Recommended only for large fibroids, complex diseases, or cancer.
4. LAVH (Laparoscopic-Assisted Vaginal Hysterectomy)
Combination of laparoscopy and vaginal removal for precise and safe results.
Before the surgery, your doctor at Sparsh Hospital will perform a detailed evaluation.
Pre-surgical Assessment Includes:
Pelvic ultrasound
Blood tests
ECG
Pap smear
MRI/CT (if needed)
Review of medical history
Pregnancy test (for women of reproductive age)
Pre-surgery Instructions:
Avoid eating and drinking 6–8 hours before surgery
Stop certain medications (your doctor will guide you)

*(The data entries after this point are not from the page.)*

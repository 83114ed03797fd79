//! Server-side request values.
//!
//! # Responsibilities
//! - Snapshot server/query/cookie params, parsed form data and uploads at construction
//! - Decode the body lazily by Content-Type when no form data was captured
//! - Carry a per-request attribute bag, changed only through copy-on-write
//!
//! # Design Decisions
//! - All environment input arrives through an explicit [`Environment`] value;
//!   nothing is read from process state

use std::any::Any;
use std::collections::{BTreeMap, HashMap};
use std::fmt;
use std::sync::Arc;

use serde_json::{Map, Value};

use crate::message::error::{MessageError, MessageResult};
use crate::message::headers::HeaderMap;
use crate::message::message::{HttpMessage, Message};
use crate::message::request::{HttpRequest, Method, Request};
use crate::message::stream::Stream;
use crate::message::uploaded_file::UploadedFile;
use crate::message::uri::{percent_decode, Uri, UriParts};

/// String-keyed parameter snapshot.
pub type Params = BTreeMap<String, String>;

/// Value stored in the attribute bag.
pub type Attribute = Arc<dyn Any + Send + Sync>;

/// Everything the hosting environment knows about one inbound request.
#[derive(Debug, Clone)]
pub struct Environment {
    pub method: String,
    pub scheme: String,
    pub host: String,
    pub port: Option<u16>,
    /// `path[?query]` as received, still percent-encoded.
    pub target: String,
    /// `HTTP/1.1` or bare `1.1`.
    pub protocol: String,
    pub headers: Vec<(String, String)>,
    pub body: Vec<u8>,
    pub server_params: Params,
    pub query_params: Params,
    pub cookie_params: Params,
    pub parsed_body: Option<Value>,
    pub uploaded_files: BTreeMap<String, UploadedFile>,
}

impl Environment {
    /// Minimal HTTP/1.1 request to `http://localhost{target}`.
    pub fn new(method: &str, target: &str) -> Self {
        Self {
            method: method.to_string(),
            scheme: "http".to_string(),
            host: "localhost".to_string(),
            port: None,
            target: target.to_string(),
            protocol: "HTTP/1.1".to_string(),
            headers: Vec::new(),
            body: Vec::new(),
            server_params: Params::new(),
            query_params: Params::new(),
            cookie_params: Params::new(),
            parsed_body: None,
            uploaded_files: BTreeMap::new(),
        }
    }
}

/// An inbound request as seen by the application.
#[derive(Clone)]
pub struct ServerRequest {
    request: Request,
    server_params: Params,
    query_params: Params,
    parsed_body: Option<Value>,
    cookie_params: Params,
    uploaded_files: BTreeMap<String, UploadedFile>,
    attributes: HashMap<String, Attribute>,
}

impl ServerRequest {
    pub fn new(request: Request) -> Self {
        Self {
            request,
            server_params: Params::new(),
            query_params: Params::new(),
            parsed_body: None,
            cookie_params: Params::new(),
            uploaded_files: BTreeMap::new(),
            attributes: HashMap::new(),
        }
    }

    /// Assemble a request from environment input, validating every part.
    pub fn from_environment(env: Environment) -> MessageResult<Self> {
        let (path, query) = match env.target.split_once('?') {
            Some((path, query)) => (path, query),
            None => (env.target.as_str(), ""),
        };
        let uri = Uri::from_parts(UriParts {
            scheme: env.scheme.clone(),
            host: env.host.clone(),
            port: env.port,
            path: percent_decode(path),
            query: percent_decode(query),
            fragment: String::new(),
        })?;

        let version = env
            .protocol
            .strip_prefix("HTTP/")
            .unwrap_or(&env.protocol);
        let headers = HeaderMap::from_received(env.headers)?;
        let body = Arc::new(Stream::from_bytes(env.body));
        let message = Message::new(version, headers, body)?;
        let method: Method = env.method.parse()?;

        Ok(Self {
            server_params: env.server_params,
            query_params: env.query_params,
            parsed_body: env.parsed_body,
            cookie_params: env.cookie_params,
            uploaded_files: env.uploaded_files,
            ..Self::new(Request::new(method, uri, message))
        })
    }

    pub fn server_params(&self) -> &Params {
        &self.server_params
    }

    pub fn query_params(&self) -> &Params {
        &self.query_params
    }

    pub fn cookie_params(&self) -> &Params {
        &self.cookie_params
    }

    pub fn uploaded_files(&self) -> &BTreeMap<String, UploadedFile> {
        &self.uploaded_files
    }

    /// Captured form data if present, else the body decoded by Content-Type.
    ///
    /// JSON bodies that fail to parse yield [`MessageError::InvalidJson`] (400).
    /// Content types other than JSON and url-encoded forms yield `None`.
    pub fn parsed_body(&self) -> MessageResult<Option<Value>> {
        if let Some(body) = self.parsed_body.as_ref().filter(|b| !is_blank(b)) {
            return Ok(Some(body.clone()));
        }

        let content_type = self.header_line("Content-Type");
        if content_type.contains("application/json") {
            let raw = self.read_body()?;
            return serde_json::from_slice(&raw)
                .map(Some)
                .map_err(MessageError::InvalidJson);
        }
        if content_type.contains("application/x-www-form-urlencoded") {
            let raw = self.read_body()?;
            let form: Map<String, Value> = url::form_urlencoded::parse(&raw)
                .map(|(k, v)| (k.into_owned(), Value::String(v.into_owned())))
                .collect();
            return Ok(Some(Value::Object(form)));
        }
        Ok(None)
    }

    pub fn attributes(&self) -> &HashMap<String, Attribute> {
        &self.attributes
    }

    /// Typed attribute lookup; `None` when absent or of another type.
    pub fn attribute<T: Any>(&self, name: &str) -> Option<&T> {
        self.attributes.get(name)?.downcast_ref::<T>()
    }

    pub fn attribute_or<T: Any + Clone>(&self, name: &str, default: T) -> T {
        self.attribute::<T>(name).cloned().unwrap_or(default)
    }

    pub fn with_attribute<T: Any + Send + Sync>(&self, name: &str, value: T) -> Self {
        let mut next = self.clone();
        next.attributes.insert(name.to_string(), Arc::new(value));
        next
    }

    pub fn without_attribute(&self, name: &str) -> Self {
        let mut next = self.clone();
        next.attributes.remove(name);
        next
    }

    pub fn with_query_params(&self, query: Params) -> Self {
        Self {
            query_params: query,
            ..self.clone()
        }
    }

    pub fn with_parsed_body(&self, data: Option<Value>) -> Self {
        Self {
            parsed_body: data,
            ..self.clone()
        }
    }

    pub fn with_cookie_params(&self, cookies: Params) -> Self {
        Self {
            cookie_params: cookies,
            ..self.clone()
        }
    }

    pub fn with_uploaded_files(&self, files: BTreeMap<String, UploadedFile>) -> Self {
        Self {
            uploaded_files: files,
            ..self.clone()
        }
    }

    fn read_body(&self) -> MessageResult<Vec<u8>> {
        let body = self.body();
        if body.is_seekable() {
            body.rewind()?;
        }
        body.contents()
    }
}

fn is_blank(value: &Value) -> bool {
    match value {
        Value::Null => true,
        Value::Object(map) => map.is_empty(),
        Value::Array(items) => items.is_empty(),
        _ => false,
    }
}

impl fmt::Debug for ServerRequest {
    fn fmt(&self, f: &mut fmt::Formatter<'_>) -> fmt::Result {
        f.debug_struct("ServerRequest")
            .field("request", &self.request)
            .field("server_params", &self.server_params)
            .field("query_params", &self.query_params)
            .field("parsed_body", &self.parsed_body)
            .field("cookie_params", &self.cookie_params)
            .field("uploaded_files", &self.uploaded_files)
            .field("attributes", &self.attributes.keys().collect::<Vec<_>>())
            .finish()
    }
}

impl HttpMessage for ServerRequest {
    fn message(&self) -> &Message {
        self.request.message()
    }

    fn message_mut(&mut self) -> &mut Message {
        self.request.message_mut()
    }
}

impl HttpRequest for ServerRequest {
    fn request(&self) -> &Request {
        &self.request
    }

    fn request_mut(&mut self) -> &mut Request {
        &mut self.request
    }
}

Arrange someone to accompany you
Follow hygiene and pre-surgical bathing instructions
1. Anesthesia
General or spinal anesthesia ensures you feel no pain during surgery.
2. Incisions
Depending on the method, small or larger incisions are made.
3. Removal of the Uterus
The surgeon carefully separates the uterus from surrounding structures.
4. Closure
Incisions are closed with sutures or surgical glue.
Duration:
Most procedures take 1–2 hours.
1. Relief From Pain
Eliminates chronic pelvic pain, cramps, and discomfort.
2. Stops Heavy Bleeding
No more excessive periods or bleeding-related anemia.
3. Better Quality of Life
Improved mobility, comfort, sleep, and daily functioning.
4. Treatment for Cancer
Prevents spread and improves survival chances.
5. Eliminates Risk of Uterine Diseases
No future risk of fibroids, adenomyosis, or uterine infections.
Recovery depends on the type of surgery, but patients at Sparsh Hospital typically heal faster due to minimally invasive techniques.
Hospital Stay:
Laparoscopic/Vaginal: 24–48 hours
Abdominal: 2–4 days
Recovery Timeline:
Return to light work: 2–3 weeks
Full recovery: 4–6 weeks
Post-Surgery Guidelines:
Avoid heavy lifting for 6 weeks
Take prescribed medications
Keep the incision area clean
Start walking early to prevent blood clots
Avoid intercourse for 6–8 weeks
Follow-up visits at scheduled times
Periods Stop Completely
No menstrual bleeding after surgery.
Hormonal Changes
If ovaries are removed, you may experience menopause. Doctors may prescribe hormone therapy if needed.
Sexual Life
Most women resume normal sexual activity after complete healing.
Emotional Well-being
Some women feel emotional changes; counseling and support are available at Sparsh Hospital.